Heat shock protein 90 is an essential molecular chaperone for nuclear transport of glucocorticoid receptor β

PURPOSE. Glucocorticoid sensitivity in glaucoma has been attributed to differences in the expression of the two glucocorticoid receptors, GRα and GRβ. GRα undergoes steroid-dependent nuclear translocation by associating with a heat shock protein (Hsp)90 multiprotein heterocomplex. The nuclear transport of the non-ligand-binding GRβ is still unknown. In this study, the roles of Hsp90 in the nuclear transport of GRβ were investigated. METHODS. Immunocytochemistry and Western blot analysis were performed to detect the subcellular expression of GRβ and Hsp90 in normal and glaucomatous trabecular meshwork (TM) cells, as well as in TM cells overexpressing GRβ. The role of Hsp90 in GRβ transport and stability were determined with the Hsp90 inhibitor, 17-AAG and the proteasome inhibitor lactacystin. Coimmunoprecipitation was performed to study GRβ-Hsp90 complexes.
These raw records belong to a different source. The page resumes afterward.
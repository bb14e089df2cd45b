// src/handlers/attempt.rs

use axum::{
    Json,
    extract::{Path, State},
    http::{HeaderMap, StatusCode, header},
    response::IntoResponse,
};
use serde::Deserialize;

use crate::{
    error::AppError,
    export::answer_key_html,
    player::{Event, Participant, Phase, PlayerRegistry},
    state::AppState,
    utils::jwt::claims_from_headers,
};

/// DTO for starting an attempt.
#[derive(Debug, Deserialize)]
pub struct StartAttemptRequest {
    pub quiz_id: String,
}

/// DTO for the participant form shown to visitors without an account.
#[derive(Debug, Deserialize)]
pub struct ParticipantRequest {
    pub name: String,
    pub email: String,
}

#[derive(Debug, Deserialize)]
pub struct SelectRequest {
    pub option: usize,
}

/// Starts an attempt on a quiz.
///
/// With a valid bearer token the attempt starts immediately for that account.
/// Without one it waits for the participant form.
pub async fn start_attempt(
    State(state): State<AppState>,
    headers: HeaderMap,
    Json(req): Json<StartAttemptRequest>,
) -> Result<impl IntoResponse, AppError> {
    let quiz = state
        .stores
        .find_quiz(&req.quiz_id)
        .await?
        .ok_or(AppError::NotFound("Quiz not found".to_string()))?;

    let participant = match claims_from_headers(&headers, &state).await? {
        Some(claims) => {
            let user = state
                .stores
                .find_user(&claims.sub)
                .await?
                .ok_or(AppError::NotFound("User not found".to_string()))?;
            Some(Participant {
                user_id: user.id,
                name: user.name,
                email: user.email,
            })
        }
        None => None,
    };

    let view = state
        .players
        .start(quiz, participant, state.stores.clone())
        .await;

    Ok((StatusCode::CREATED, Json(view)))
}

pub async fn get_attempt(
    State(players): State<PlayerRegistry>,
    Path(id): Path<String>,
) -> Result<impl IntoResponse, AppError> {
    let view = players.get(&id).await?.view().await?;
    Ok(Json(view))
}

pub async fn submit_participant(
    State(players): State<PlayerRegistry>,
    Path(id): Path<String>,
    Json(req): Json<ParticipantRequest>,
) -> Result<impl IntoResponse, AppError> {
    let view = players
        .get(&id)
        .await?
        .apply(Event::SubmitParticipant {
            name: req.name,
            email: req.email,
        })
        .await?;
    Ok(Json(view))
}

/// Records the selected option for the question on screen.
pub async fn select_option(
    State(players): State<PlayerRegistry>,
    Path(id): Path<String>,
    Json(req): Json<SelectRequest>,
) -> Result<impl IntoResponse, AppError> {
    let view = players.get(&id).await?.apply(Event::Select(req.option)).await?;
    Ok(Json(view))
}

/// Moves to the next question, or finishes on the last one.
pub async fn next_question(
    State(players): State<PlayerRegistry>,
    Path(id): Path<String>,
) -> Result<impl IntoResponse, AppError> {
    let view = players.get(&id).await?.apply(Event::Advance).await?;
    Ok(Json(view))
}

pub async fn retake(
    State(players): State<PlayerRegistry>,
    Path(id): Path<String>,
) -> Result<impl IntoResponse, AppError> {
    let view = players.get(&id).await?.apply(Event::Retake).await?;
    Ok(Json(view))
}

/// Leaves the attempt and stops its countdowns.
pub async fn leave(
    State(players): State<PlayerRegistry>,
    Path(id): Path<String>,
) -> Result<impl IntoResponse, AppError> {
    players.leave(&id).await?;
    Ok(StatusCode::NO_CONTENT)
}

/// Printable answer key, available once the attempt is completed.
pub async fn answer_key(
    State(players): State<PlayerRegistry>,
    Path(id): Path<String>,
) -> Result<impl IntoResponse, AppError> {
    let attempt = players.get(&id).await?.snapshot().await?;

    if attempt.phase() != Phase::Completed {
        return Err(AppError::BadRequest(
            "The answer key is available after finishing the quiz".to_string(),
        ));
    }

    Ok((
        [(header::CONTENT_TYPE, "text/html; charset=utf-8")],
        answer_key_html(attempt.quiz()),
    ))
}
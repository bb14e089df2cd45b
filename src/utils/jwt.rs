// src/utils/jwt.rs

use std::time::{SystemTime, UNIX_EPOCH};

use axum::{
    body::Body,
    extract::State,
    http::{HeaderMap, Request, header},
    middleware::Next,
    response::Response,
};
use jsonwebtoken::{DecodingKey, EncodingKey, Header, Validation, decode, encode};
use serde::{Deserialize, Serialize};

use crate::{error::AppError, models::user::User, report::Viewer, state::AppState};

/// JWT Claims structure.
#[derive(Debug, Deserialize, Serialize, Clone)]
pub struct Claims {
    /// Subject - the user id.
    pub sub: String,
    /// User's role ('user' or 'admin').
    pub role: String,
    /// Session id; the token dies with the session on logout.
    pub sid: String,
    /// Expiration time as Unix timestamp.
    pub exp: usize,
}

impl Claims {
    pub fn is_admin(&self) -> bool {
        self.role == "admin"
    }

    pub fn viewer(&self) -> Viewer {
        Viewer {
            user_id: self.sub.clone(),
            is_admin: self.is_admin(),
        }
    }
}

/// Signs a new JWT for a user's session.
pub fn sign_jwt(
    user: &User,
    session_id: &str,
    secret: &str,
    expiration_seconds: u64,
) -> Result<String, AppError> {
    // Calculate expiration: current time + expiration_seconds
    let expiration = SystemTime::now()
        .duration_since(UNIX_EPOCH)
        .map_err(|e| AppError::InternalServerError(e.to_string()))?
        .as_secs() as usize
        + expiration_seconds as usize;

    let claims = Claims {
        sub: user.id.clone(),
        role: user.role().to_owned(),
        sid: session_id.to_owned(),
        exp: expiration,
    };

    encode(
        &Header::default(),
        &claims,
        &EncodingKey::from_secret(secret.as_bytes()),
    )
    .map_err(|e| AppError::InternalServerError(e.to_string()))
}

/// Verifies and decodes a JWT string.
pub fn verify_jwt(token: &str, secret: &str) -> Result<Claims, AppError> {
    let token_data = decode(
        token,
        &DecodingKey::from_secret(secret.as_bytes()),
        &Validation::default(),
    )
    .map_err(|_| AppError::AuthError("Invalid token".to_string()))?;

    Ok(token_data.claims)
}

fn bearer_token(headers: &HeaderMap) -> Option<&str> {
    headers
        .get(header::AUTHORIZATION)
        .and_then(|value| value.to_str().ok())
        .and_then(|value| value.strip_prefix("Bearer "))
}

/// Resolves the caller's claims from the `Authorization` header.
///
/// Returns `Ok(None)` when no bearer token is present. A token that fails
/// verification or whose session has been logged out is an error.
pub async fn claims_from_headers(
    headers: &HeaderMap,
    state: &AppState,
) -> Result<Option<Claims>, AppError> {
    let Some(token) = bearer_token(headers) else {
        return Ok(None);
    };

    let claims = verify_jwt(token, &state.config.jwt_secret)?;

    if !state.stores.session_exists(&claims.sid).await? {
        return Err(AppError::AuthError("Session has ended".to_string()));
    }

    Ok(Some(claims))
}

/// Axum Middleware: Authentication.
///
/// Validates the 'Authorization: Bearer <token>' header and the session behind it.
/// If valid, injects `Claims` into the request extensions for handlers to use.
/// If invalid, returns 401 Unauthorized.
pub async fn auth_middleware(
    State(state): State<AppState>,
    mut req: Request<Body>,
    next: Next,
) -> Result<Response, AppError> {
    let claims = claims_from_headers(req.headers(), &state)
        .await?
        .ok_or_else(|| AppError::AuthError("Missing token".to_string()))?;

    req.extensions_mut().insert(claims);
    Ok(next.run(req).await)
}
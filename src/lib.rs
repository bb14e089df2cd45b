// src/lib.rs

pub mod config;
pub mod error;
pub mod export;
pub mod handlers;
pub mod models;
pub mod player;
pub mod report;
pub mod routes;
pub mod state;
pub mod storage;
pub mod store;
pub mod utils;

// Re-export specific items for convenience if needed
pub use routes::create_router;
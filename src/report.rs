// src/report.rs

//! Scoring display rules, leaderboard ordering and aggregate statistics.
//! Everything here is recomputed from the full collections on each request.

use std::cmp::Ordering;

use serde::Serialize;

use crate::{
    config::{DELETED_QUIZ_TITLE, SECOND_PLACE_PERCENTAGE, TROPHY_PERCENTAGE},
    models::{quiz::Quiz, result::QuizResult},
};

/// `round(score / total * 100)`, or 0 for an empty quiz.
pub fn percentage(score: usize, total: usize) -> u32 {
    if total == 0 {
        return 0;
    }
    ((score as f64 / total as f64) * 100.0).round() as u32
}

/// Display tier of a percentage. Cosmetic only.
#[derive(Debug, Clone, Copy, PartialEq, Eq, Serialize)]
#[serde(rename_all = "snake_case")]
pub enum Tier {
    Trophy,
    SecondPlace,
    Study,
}

impl Tier {
    pub fn for_percentage(percentage: u32) -> Self {
        if percentage >= TROPHY_PERCENTAGE {
            Tier::Trophy
        } else if percentage >= SECOND_PLACE_PERCENTAGE {
            Tier::SecondPlace
        } else {
            Tier::Study
        }
    }
}

/// `mm:ss`, as shown on the running countdowns.
pub fn format_countdown(seconds: u32) -> String {
    format!("{:02}:{:02}", seconds / 60, seconds % 60)
}

/// `m:ss`, as shown in leaderboard rows.
pub fn format_duration(seconds: u32) -> String {
    format!("{}:{:02}", seconds / 60, seconds % 60)
}

/// Leaderboard order: higher percentage first, then less time spent.
pub fn leaderboard_order(a: &QuizResult, b: &QuizResult) -> Ordering {
    let a_pct = percentage(a.score, a.total_questions);
    let b_pct = percentage(b.score, b.total_questions);
    b_pct.cmp(&a_pct).then(a.time_spent.cmp(&b.time_spent))
}

/// Who is looking at the reports.
#[derive(Debug, Clone)]
pub struct Viewer {
    pub user_id: String,
    pub is_admin: bool,
}

impl Viewer {
    /// Quizzes this viewer manages: all of them for admins, their own otherwise.
    pub fn quizzes<'a>(&self, quizzes: &'a [Quiz]) -> Vec<&'a Quiz> {
        quizzes
            .iter()
            .filter(|q| self.is_admin || q.creator_id == self.user_id)
            .collect()
    }

    /// Admins may touch any quiz; everyone else only their own.
    pub fn can_manage(&self, quiz: &Quiz) -> bool {
        self.is_admin || quiz.creator_id == self.user_id
    }
}

/// Title of a quiz, or the deleted-quiz placeholder for orphaned results.
pub fn quiz_title<'a>(quizzes: &'a [Quiz], quiz_id: &str) -> &'a str {
    quizzes
        .iter()
        .find(|q| q.id == quiz_id)
        .map(|q| q.title.as_str())
        .unwrap_or(DELETED_QUIZ_TITLE)
}

#[derive(Debug, Serialize)]
pub struct LeaderboardEntry {
    pub rank: usize,
    pub result_id: String,
    pub quiz_id: String,
    pub quiz_title: String,
    pub user_name: String,
    pub user_email: String,
    pub score: usize,
    pub total_questions: usize,
    pub percentage: u32,
    pub tier: Tier,
    pub time_spent: u32,
    pub time_spent_display: String,
    pub completed_at: chrono::DateTime<chrono::Utc>,
}

#[derive(Debug, Serialize, PartialEq)]
pub struct LeaderboardStats {
    pub total_participants: usize,
    /// Mean of score/total over the listed results, as a rounded percentage.
    pub avg_score: u32,
    pub total_quizzes: usize,
}

#[derive(Debug, Serialize)]
pub struct Leaderboard {
    pub title: String,
    pub entries: Vec<LeaderboardEntry>,
    pub stats: LeaderboardStats,
}

/// Builds the leaderboard a viewer is allowed to see.
///
/// Admins see every result. Other viewers see results for quizzes they
/// created plus results they produced themselves. `quiz_filter` narrows the
/// list to one quiz.
pub fn build_leaderboard(
    viewer: &Viewer,
    quizzes: &[Quiz],
    results: &[QuizResult],
    quiz_filter: Option<&str>,
) -> Leaderboard {
    let managed = viewer.quizzes(quizzes);

    let mut visible: Vec<&QuizResult> = results
        .iter()
        .filter(|r| quiz_filter.is_none_or(|id| r.quiz_id == id))
        .filter(|r| {
            viewer.is_admin
                || r.user_id == viewer.user_id
                || managed.iter().any(|q| q.id == r.quiz_id)
        })
        .collect();

    visible.sort_by(|a, b| leaderboard_order(a, b));

    let total_participants = visible.len();
    let avg_score = if total_participants > 0 {
        let sum: f64 = visible
            .iter()
            .map(|r| {
                if r.total_questions == 0 {
                    0.0
                } else {
                    r.score as f64 / r.total_questions as f64
                }
            })
            .sum();
        ((sum / total_participants as f64) * 100.0).round() as u32
    } else {
        0
    };

    let stats = LeaderboardStats {
        total_participants,
        avg_score,
        total_quizzes: if quiz_filter.is_some() { 1 } else { managed.len() },
    };

    let entries = visible
        .into_iter()
        .enumerate()
        .map(|(index, r)| {
            let pct = percentage(r.score, r.total_questions);
            LeaderboardEntry {
                rank: index + 1,
                result_id: r.id.clone(),
                quiz_id: r.quiz_id.clone(),
                quiz_title: quiz_title(quizzes, &r.quiz_id).to_string(),
                user_name: r.user_name.clone(),
                user_email: r.user_email.clone(),
                score: r.score,
                total_questions: r.total_questions,
                percentage: pct,
                tier: Tier::for_percentage(pct),
                time_spent: r.time_spent,
                time_spent_display: format_duration(r.time_spent),
                completed_at: r.completed_at,
            }
        })
        .collect();

    let title = match quiz_filter {
        Some(id) => quiz_title(quizzes, id).to_string(),
        None => "All quizzes".to_string(),
    };

    Leaderboard {
        title,
        entries,
        stats,
    }
}

/// Participant count and mean raw score (two decimals) of one quiz.
pub fn quiz_stats(quiz_id: &str, results: &[QuizResult]) -> (usize, f64) {
    let scores: Vec<usize> = results
        .iter()
        .filter(|r| r.quiz_id == quiz_id)
        .map(|r| r.score)
        .collect();

    if scores.is_empty() {
        return (0, 0.0);
    }

    let mean = scores.iter().sum::<usize>() as f64 / scores.len() as f64;
    (scores.len(), (mean * 100.0).round() / 100.0)
}
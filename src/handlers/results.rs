// src/handlers/results.rs

use axum::{
    Extension, Json,
    extract::{Query, State},
    http::header,
    response::IntoResponse,
};

use crate::{
    error::AppError,
    export::leaderboard_html,
    models::result::ResultListParams,
    report::{Leaderboard, build_leaderboard},
    store::Stores,
    utils::jwt::Claims,
};

async fn load_leaderboard(
    stores: &Stores,
    claims: &Claims,
    params: &ResultListParams,
) -> Result<Leaderboard, AppError> {
    let quizzes = stores.quizzes().await?;
    let results = stores.results().await?;

    Ok(build_leaderboard(
        &claims.viewer(),
        &quizzes,
        &results,
        params.quiz_filter(),
    ))
}

/// Leaderboard with aggregate stats, filtered by `?quiz=<id|all>`.
pub async fn leaderboard(
    State(stores): State<Stores>,
    Extension(claims): Extension<Claims>,
    Query(params): Query<ResultListParams>,
) -> Result<impl IntoResponse, AppError> {
    let board = load_leaderboard(&stores, &claims, &params).await?;
    Ok(Json(board))
}

/// Printable leaderboard. Nothing to print is a not-found.
pub async fn export_leaderboard(
    State(stores): State<Stores>,
    Extension(claims): Extension<Claims>,
    Query(params): Query<ResultListParams>,
) -> Result<impl IntoResponse, AppError> {
    let board = load_leaderboard(&stores, &claims, &params).await?;

    if board.entries.is_empty() {
        return Err(AppError::NotFound("No results to export".to_string()));
    }

    Ok((
        [(header::CONTENT_TYPE, "text/html; charset=utf-8")],
        leaderboard_html(&board),
    ))
}
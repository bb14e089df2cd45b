// src/utils/hash.rs

use argon2::{
    Argon2,
    password_hash::{PasswordHash, PasswordHasher, PasswordVerifier, SaltString, rand_core::OsRng},
};

use crate::error::AppError;

/// Hashes a password into an argon2 PHC string for the password sidecar entry.
pub fn hash_password(password: &str) -> Result<String, AppError> {
    let salt = SaltString::generate(&mut OsRng);

    let password_hash = Argon2::default()
        .hash_password(password.as_bytes(), &salt)
        .map_err(|e| AppError::InternalServerError(e.to_string()))?
        .to_string();

    Ok(password_hash)
}

/// Checks a submitted password against a stored hash.
pub fn verify_password(password: &str, password_hash: &str) -> Result<bool, AppError> {
    let parsed_hash = PasswordHash::new(password_hash)
        .map_err(|e| AppError::InternalServerError(e.to_string()))?;

    Ok(Argon2::default()
        .verify_password(password.as_bytes(), &parsed_hash)
        .is_ok())
}

#[cfg(test)]
mod tests {
    use super::*;

    #[test]
    fn test_hash_and_verify() {
        let hash = hash_password("secret123").unwrap();
        assert_ne!(hash, "secret123");
        assert!(verify_password("secret123", &hash).unwrap());
        assert!(!verify_password("secret124", &hash).unwrap());
    }

    #[test]
    fn test_malformed_hash_is_an_error() {
        assert!(verify_password("secret123", "plaintext").is_err());
    }
}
RESULTS. In normal and glaucomatous TM cells, the nuclear concentration of Hsp90 correlates with the nuclear expression of GRβ. Transfection with a GRβ expression construct produces an overexpression and accumulation of GRβ in the nucleus with a corresponding increase in nuclear Hsp90 amount. 17-AAG, a specific Hsp90 inhibitor, completely blocks the nuclear accumulation of GRβ and consequently leads to the degradation of GRβ in proteasomes. Coimmunoprecipitation experiments verify that GRβ complexes with Hsp90 and the microtubule motor protein dynein. CONCLUSIONS. These data provide strong evidence that Hsp90 is an essential molecular chaperone for the nuclear transport of GRβ. This transport appears to occur along micotubular tracks. Because nuclear GRβ is important in regulating the glucocorticoid responsiveness, changes in GRβ nuclear transport could influence subsequent responses that are often seen clinically, such as glucocorticoid resistance in some inflammatory and autoimmune diseases or enhanced glucocorticoid sensitivity in glaucoma.